■ Required action:
Scan the listing below. Copy each line that contains "same".

■ Data supplied:
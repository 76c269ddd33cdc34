//! `atelier` command line.
//!
//! Every subcommand mirrors one operation of the management surface:
//!
//! ```text
//! atelier agent create --file agent.json
//! atelier agent list
//! atelier deploy <agent-id>
//! atelier rollback <agent-id> <version>
//! atelier versions <agent-id>
//! atelier deployments <agent-id>
//! ```
//!
//! Settings come from `ATELIER_*` environment variables; see
//! [`atelier::config::AtelierConfig`].

use atelier::agent::domain::AgentId;
use atelier::agent::services::{AgentRegistryService, CreateAgentRequest, UpdateAgentRequest};
use atelier::config::AtelierConfig;
use atelier::release::adapters::TokioCommandRunner;
use atelier::release::domain::VersionNumber;
use atelier::release::services::{ReleaseOrchestrator, ReleaseServiceError};
use atelier::store::{PostgresStore, postgres};
use atelier::telemetry::{self, LogFormat};
use camino::{Utf8Path, Utf8PathBuf};
use clap::{Parser, Subcommand};
use eyre::{Context, Result, eyre};
use mockable::DefaultClock;
use serde::Serialize;
use serde::de::DeserializeOwned;
use serde_json::json;
use std::io::Write;
use std::sync::Arc;
use tracing::warn;

/// Versioned build, deploy, and rollback for managed agents.
#[derive(Debug, Parser)]
#[command(name = "atelier", version, about, long_about = None)]
struct Cli {
    /// Log output format.
    #[arg(long, global = true, env = "ATELIER_LOG_FORMAT", value_enum, default_value_t)]
    log_format: LogFormat,

    #[command(subcommand)]
    command: Command,
}

#[derive(Debug, Subcommand)]
enum Command {
    /// Manage agent registrations.
    Agent {
        #[command(subcommand)]
        command: AgentCommand,
    },
    /// Build, publish, and deploy a new version.
    Deploy {
        /// Agent identifier.
        agent_id: String,
    },
    /// Redeploy an existing version without rebuilding.
    Rollback {
        /// Agent identifier.
        agent_id: String,
        /// Version number to redeploy.
        version: u32,
    },
    /// List an agent's versions, newest first.
    Versions {
        /// Agent identifier.
        agent_id: String,
    },
    /// List an agent's deployments, newest first.
    Deployments {
        /// Agent identifier.
        agent_id: String,
    },
}

#[derive(Debug, Subcommand)]
enum AgentCommand {
    /// Register an agent from a JSON document.
    Create {
        /// Path to the request document.
        #[arg(long)]
        file: Utf8PathBuf,
    },
    /// List agents, oldest first.
    List,
    /// Show one agent.
    Get {
        /// Agent identifier.
        agent_id: String,
    },
    /// Apply a partial update from a JSON document.
    Update {
        /// Agent identifier.
        agent_id: String,
        /// Path to the patch document.
        #[arg(long)]
        file: Utf8PathBuf,
    },
    /// Stop the running instance and delete the agent with its history.
    Delete {
        /// Agent identifier.
        agent_id: String,
    },
}

type Registry = AgentRegistryService<PostgresStore, DefaultClock>;
type Orchestrator = ReleaseOrchestrator<PostgresStore, PostgresStore, DefaultClock>;

struct App {
    registry: Registry,
    orchestrator: Orchestrator,
}

#[tokio::main]
async fn main() -> Result<()> {
    let cli = Cli::parse();
    telemetry::init(cli.log_format).map_err(|err| eyre!(err))?;

    let config = AtelierConfig::from_env().wrap_err("invalid ATELIER_* configuration")?;
    let app = App::connect(&config).await?;
    app.run(cli.command).await
}

impl App {
    async fn connect(config: &AtelierConfig) -> Result<Self> {
        let url = config
            .database_url
            .clone()
            .ok_or_else(|| eyre!("ATELIER_DATABASE_URL must be set"))?;
        let pool_size = config.pool_size;
        let pool = tokio::task::spawn_blocking(move || postgres::connect(&url, pool_size))
            .await?
            .wrap_err("failed to connect to the database")?;

        let store = Arc::new(PostgresStore::new(pool));
        let clock = Arc::new(DefaultClock);
        let runner = Arc::new(TokioCommandRunner::new(config.command_timeout()));
        Ok(Self {
            registry: AgentRegistryService::new(Arc::clone(&store), Arc::clone(&clock)),
            orchestrator: ReleaseOrchestrator::new(
                Arc::clone(&store),
                store,
                clock,
                config.toolchain(runner),
                config.pipeline_settings(),
            ),
        })
    }

    async fn run(&self, command: Command) -> Result<()> {
        match command {
            Command::Agent { command } => self.run_agent(command).await,
            Command::Deploy { agent_id } => {
                let report = self
                    .orchestrator
                    .deploy(&parse_agent_id(agent_id)?)
                    .await
                    .map_err(release_report)?;
                emit(&json!({
                    "version": report.version,
                    "deployment": report.deployment,
                }))
            }
            Command::Rollback { agent_id, version } => {
                let number = VersionNumber::new(version)?;
                let report = self
                    .orchestrator
                    .rollback(&parse_agent_id(agent_id)?, number)
                    .await
                    .map_err(release_report)?;
                emit(&json!({
                    "version": report.version,
                    "deployment": report.deployment,
                }))
            }
            Command::Versions { agent_id } => emit(
                &self
                    .orchestrator
                    .list_versions(&parse_agent_id(agent_id)?)
                    .await
                    .map_err(release_report)?,
            ),
            Command::Deployments { agent_id } => emit(
                &self
                    .orchestrator
                    .list_deployments(&parse_agent_id(agent_id)?)
                    .await
                    .map_err(release_report)?,
            ),
        }
    }

    async fn run_agent(&self, command: AgentCommand) -> Result<()> {
        match command {
            AgentCommand::Create { file } => {
                let request: CreateAgentRequest = read_document(&file).await?;
                emit(&self.registry.create(request).await?)
            }
            AgentCommand::List => emit(&self.registry.list().await?),
            AgentCommand::Get { agent_id } => {
                emit(&self.registry.get(&parse_agent_id(agent_id)?).await?)
            }
            AgentCommand::Update { agent_id, file } => {
                let request: UpdateAgentRequest = read_document(&file).await?;
                emit(
                    &self
                        .registry
                        .update(&parse_agent_id(agent_id)?, request)
                        .await?,
                )
            }
            AgentCommand::Delete { agent_id } => {
                let id = parse_agent_id(agent_id)?;
                self.orchestrator
                    .decommission(&id)
                    .await
                    .map_err(release_report)?;
                emit(&json!({ "deleted": id }))
            }
        }
    }
}

fn parse_agent_id(value: String) -> Result<AgentId> {
    Ok(AgentId::new(value)?)
}

fn release_report(err: ReleaseServiceError) -> eyre::Report {
    if err.is_retryable() {
        warn!(error = %err, "release can be retried");
    }
    match err.stage() {
        Some(stage) => eyre::Report::new(err).wrap_err(format!("release failed at {stage}")),
        None => eyre::Report::new(err),
    }
}

async fn read_document<T: DeserializeOwned>(path: &Utf8Path) -> Result<T> {
    let raw = tokio::fs::read_to_string(path)
        .await
        .wrap_err_with(|| format!("failed to read {path}"))?;
    serde_json::from_str(&raw).wrap_err_with(|| format!("{path} is not a valid request"))
}

fn emit<T: Serialize + ?Sized>(value: &T) -> Result<()> {
    let mut stdout = std::io::stdout().lock();
    serde_json::to_writer_pretty(&mut stdout, value)?;
    writeln!(stdout)?;
    Ok(())
}
//! Repository port for managed agent persistence.

use crate::agent::domain::{AgentId, AgentName, ManagedAgent};
use async_trait::async_trait;
use std::sync::Arc;
use thiserror::Error;

/// Result type for agent repository operations.
pub type AgentRepositoryResult<T> = Result<T, AgentRepositoryError>;

/// Managed agent persistence contract.
#[async_trait]
pub trait AgentRepository: Send + Sync {
    /// Stores a new agent with a zero version counter.
    ///
    /// # Errors
    ///
    /// Returns [`AgentRepositoryError::DuplicateAgent`] when the identifier is
    /// taken or [`AgentRepositoryError::DuplicateAgentName`] when the name is.
    async fn create(&self, agent: &ManagedAgent) -> AgentRepositoryResult<()>;

    /// Persists changes to an existing agent.
    ///
    /// # Errors
    ///
    /// Returns [`AgentRepositoryError::NotFound`] when the agent does not
    /// exist or [`AgentRepositoryError::DuplicateAgentName`] when the new name
    /// belongs to another agent.
    async fn update(&self, agent: &ManagedAgent) -> AgentRepositoryResult<()>;

    /// Finds an agent by identifier.
    ///
    /// Returns `None` when the agent does not exist.
    async fn find_by_id(&self, id: &AgentId) -> AgentRepositoryResult<Option<ManagedAgent>>;

    /// Returns all agents, oldest first.
    async fn list_all(&self) -> AgentRepositoryResult<Vec<ManagedAgent>>;

    /// Deletes an agent together with its versions and deployments.
    ///
    /// # Errors
    ///
    /// Returns [`AgentRepositoryError::NotFound`] when the agent does not
    /// exist.
    async fn delete(&self, id: &AgentId) -> AgentRepositoryResult<()>;
}

/// Errors returned by agent repository implementations.
#[derive(Debug, Clone, Error)]
pub enum AgentRepositoryError {
    /// An agent with the same identifier already exists.
    #[error("duplicate agent identifier: {0}")]
    DuplicateAgent(AgentId),

    /// An agent with the same name already exists.
    #[error("duplicate agent name: {0}")]
    DuplicateAgentName(AgentName),

    /// The agent was not found.
    #[error("agent not found: {0}")]
    NotFound(AgentId),

    /// Persisted data could not be reconstructed into domain types.
    #[error("invalid persisted data: {0}")]
    InvalidPersistedData(Arc<dyn std::error::Error + Send + Sync>),

    /// Persistence-layer failure.
    #[error("persistence error: {0}")]
    Persistence(Arc<dyn std::error::Error + Send + Sync>),
}

impl AgentRepositoryError {
    /// Wraps a data-quality or deserialization error from persisted rows.
    pub fn invalid_persisted_data(err: impl std::error::Error + Send + Sync + 'static) -> Self {
        Self::InvalidPersistedData(Arc::new(err))
    }

    /// Wraps a persistence error.
    pub fn persistence(err: impl std::error::Error + Send + Sync + 'static) -> Self {
        Self::Persistence(Arc::new(err))
    }
}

■ Answer box:
    /// An agent with the same identifier already exists.
    /// An agent with the same name already exists.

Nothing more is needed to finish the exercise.